As a rule, animate nouns have a morphological meaning of the feminine or masculine gender, and only some - of the middle one, while semantically belonging to one or another gender of the noun is determined (except for the middle one, which are called living beings regardless of gender: the name of a non-adult person (child) ornames such as creature, face, insect, mammal, animal).

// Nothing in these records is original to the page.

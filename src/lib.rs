pub mod config;
pub mod error;
pub mod logging;
pub mod metrics;
pub mod pipeline;
pub mod stages;
pub mod types;

pub use config::Config;
pub use error::{PipeError, Result, StageError, StageResult};
pub use pipeline::{PipelineComposer, PipelineState, StageRegistry};
pub use types::{ErrorRecord, Header, Headers, Message, Payload};
//! Executor for a batch stage.
//!
//! Items are collected into a window that fires when it holds `max_size`
//! items or when `max_time` has passed since its first item arrived,
//! whichever comes first. Each window is handed to the stage once, as fresh
//! [`Element`]s, and the marked elements are split back into result
//! messages and error records carrying the original headers.

use crate::config::WindowConfig;
use crate::error::{StageError, StageResult};
use crate::pipeline::context::StageContext;
use crate::pipeline::element::{Element, Outcome};
use crate::pipeline::stage::BatchStage;
use crate::types::Message;
use futures::{FutureExt, Stream, StreamExt};
use std::panic::AssertUnwindSafe;
use std::sync::atomic::Ordering;
use tokio::sync::mpsc;
use tokio::task::JoinHandle;
use tokio::time::Instant;
use tracing::{debug, error, info, warn};

pub(crate) struct BatchExecutor {
    stage: BatchStage,
    window: WindowConfig,
    ctx: StageContext,
}

struct OpenWindow {
    messages: Vec<Message>,
    deadline: Instant,
}

enum Trigger {
    Size,
    Time,
    Drain,
}

impl BatchExecutor {
    pub(crate) fn new(stage: BatchStage, window: WindowConfig, ctx: StageContext) -> Self {
        Self { stage, window, ctx }
    }

    pub(crate) fn spawn<S>(self, input: S, output: mpsc::Sender<Message>) -> JoinHandle<()>
    where
        S: Stream<Item = Message> + Send + 'static,
    {
        tokio::spawn(self.run(input, output))
    }

    async fn run<S>(self, input: S, output: mpsc::Sender<Message>)
    where
        S: Stream<Item = Message> + Send + 'static,
    {
        tokio::pin!(input);
        let mut open: Option<OpenWindow> = None;

        loop {
            let deadline = open.as_ref().map(|w| w.deadline);

            tokio::select! {
                biased;
                _ = self.ctx.cancel.cancelled() => {
                    if let Some(window) = open.take() {
                        info!(
                            "Batch stage {} cancelled, dropping open window of {} items",
                            self.stage.name(),
                            window.messages.len()
                        );
                    }
                    return;
                }
                _ = wait_until(deadline) => {
                    if let Some(window) = open.take() {
                        if !self.flush_or_cancel(window.messages, &output, Trigger::Time).await {
                            return;
                        }
                    }
                }
                next = input.next() => match next {
                    Some(message) => {
                        let window = open.get_or_insert_with(|| OpenWindow {
                            messages: Vec::with_capacity(self.window.max_size),
                            deadline: Instant::now() + self.window.max_time,
                        });
                        window.messages.push(message);

                        if window.messages.len() >= self.window.max_size {
                            if let Some(full) = open.take() {
                                let flushed =
                                    self.flush_or_cancel(full.messages, &output, Trigger::Size);
                                if !flushed.await {
                                    return;
                                }
                            }
                        }
                    }
                    None => {
                        if let Some(window) = open.take() {
                            self.flush_or_cancel(window.messages, &output, Trigger::Drain).await;
                        }
                        break;
                    }
                },
            }
        }

        debug!("Batch stage {} drained", self.stage.name());
    }

    /// Flush a window unless the pipeline is cancelled first. A slow batch
    /// call or a full error sink must not keep a cancelled stage alive.
    async fn flush_or_cancel(
        &self,
        messages: Vec<Message>,
        output: &mpsc::Sender<Message>,
        trigger: Trigger,
    ) -> bool {
        tokio::select! {
            biased;
            _ = self.ctx.cancel.cancelled() => {
                info!("Batch stage {} cancelled while flushing a window", self.stage.name());
                false
            }
            flushed = self.flush(messages, output, trigger) => flushed,
        }
    }

    /// Process one window and forward its results. Returns `false` when the
    /// downstream side is gone.
    async fn flush(
        &self,
        messages: Vec<Message>,
        output: &mpsc::Sender<Message>,
        trigger: Trigger,
    ) -> bool {
        let name = self.stage.name();
        let size = messages.len();
        debug!(
            "Batch stage {} flushing window of {} items ({})",
            name,
            size,
            match trigger {
                Trigger::Size => "size",
                Trigger::Time => "time",
                Trigger::Drain => "drain",
            }
        );

        let elements = messages
            .iter()
            .map(|m| Element::new(m.payload.clone()))
            .collect();

        let started = std::time::Instant::now();
        let result = match AssertUnwindSafe(self.stage.transform().apply(elements))
            .catch_unwind()
            .await
        {
            Ok(result) => result,
            Err(panic) => Err(StageError::from_panic(panic)),
        };

        self.ctx.stats.windows_flushed.fetch_add(1, Ordering::Relaxed);
        if let Some(metrics) = &self.ctx.metrics {
            let labels = [&*self.ctx.pipeline, name];
            metrics.windows_flushed.with_label_values(&labels).inc();
            metrics
                .batch_latency
                .with_label_values(&labels)
                .observe(started.elapsed().as_secs_f64());
        }

        let outcomes = match result.and_then(|elements| check_contract(elements, size)) {
            Ok(outcomes) => outcomes,
            Err(cause) => {
                if matches!(cause, StageError::BatchContractViolation(_)) {
                    error!("Batch stage {} broke its contract: {}", name, cause);
                } else {
                    warn!(
                        "Batch stage {} failed for a window of {} items: {}",
                        name, size, cause
                    );
                }
                for message in messages {
                    self.ctx.divert(name, message, cause.clone()).await;
                }
                return true;
            }
        };

        let mut emitted = Vec::with_capacity(size);
        for (message, outcome) in messages.into_iter().zip(outcomes) {
            match outcome {
                Outcome::Succeeded(payload) => {
                    let mut next = message.derive(payload);
                    next.headers
                        .merge_over(self.stage.contributed_headers(&next.payload));
                    emitted.push(next);
                }
                Outcome::Failed(cause) => {
                    self.ctx.divert(name, message, cause).await;
                }
                Outcome::Discarded => {
                    self.ctx.record_drop();
                }
                Outcome::Pending => {
                    // check_contract rejects pending elements
                    let cause = StageError::contract_violation("element left unmarked");
                    self.ctx.divert(name, message, cause).await;
                }
            }
        }

        self.ctx.forward(output, emitted).await
    }
}

/// Every element must come back, in place, marked exactly once.
fn check_contract(elements: Vec<Element>, expected: usize) -> StageResult<Vec<Outcome>> {
    if elements.len() != expected {
        return Err(StageError::contract_violation(format!(
            "stage returned {} elements for a window of {}",
            elements.len(),
            expected
        )));
    }

    if let Some(i) = elements.iter().position(Element::is_pending) {
        return Err(StageError::contract_violation(format!(
            "element {} left unmarked",
            i
        )));
    }

    if let Some(i) = elements.iter().position(Element::is_remarked) {
        return Err(StageError::contract_violation(format!(
            "element {} marked more than once",
            i
        )));
    }

    Ok(elements.into_iter().map(Element::into_outcome).collect())
}

async fn wait_until(deadline: Option<Instant>) {
    match deadline {
        Some(deadline) => tokio::time::sleep_until(deadline).await,
        None => std::future::pending().await,
    }
}
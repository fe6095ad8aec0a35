//! Core data model (IR) for codeblocks, arguments, and templates.
//!
//! Everything here is an immutable value object: blocks and templates are
//! built once (through constructors or the codec) and transformations always
//! produce new values.

pub mod arg;
pub mod block;
pub mod template;

pub use arg::{ArgValue, Argument, Number, ParamType, Parameter, VarScope};
pub use block::{else_arm, BlockKind, Bracket, CodeBlock, Direction, ScopeKind, Target};
pub use template::{
    find_matching_close, footprint_of, scope_ranges, ScopeRanges, Template, TemplateError,
    DEFAULT_AUTHOR,
};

Inanimate nouns are divided into three morphological genders - neuter, feminine and masculine.

Paradigms of inanimate and animate nouns

The paradigms of inanimate and animate consistently differ in the plural: animate have an accusative form in it, coinciding with the genitive. Example: no animals, no sisters and brothers (R.p.), saw animals, saw sisters and brothers (V.p.). Inanimate nouns in the plural have the accusative form, which is the same as the nominative. Example: there are apples, pears and peaches on the table (I.p.); bought apples, pears and peaches (V.p.).

We considered the noun as a part of speech, ranks of nouns. We hope you found this article helpful. If the information is not enough, we recommend that you familiarize yourself with the works that Kochanova O. N. wrote on this topic. Noun ranks by meaning are covered in some detail in her articles.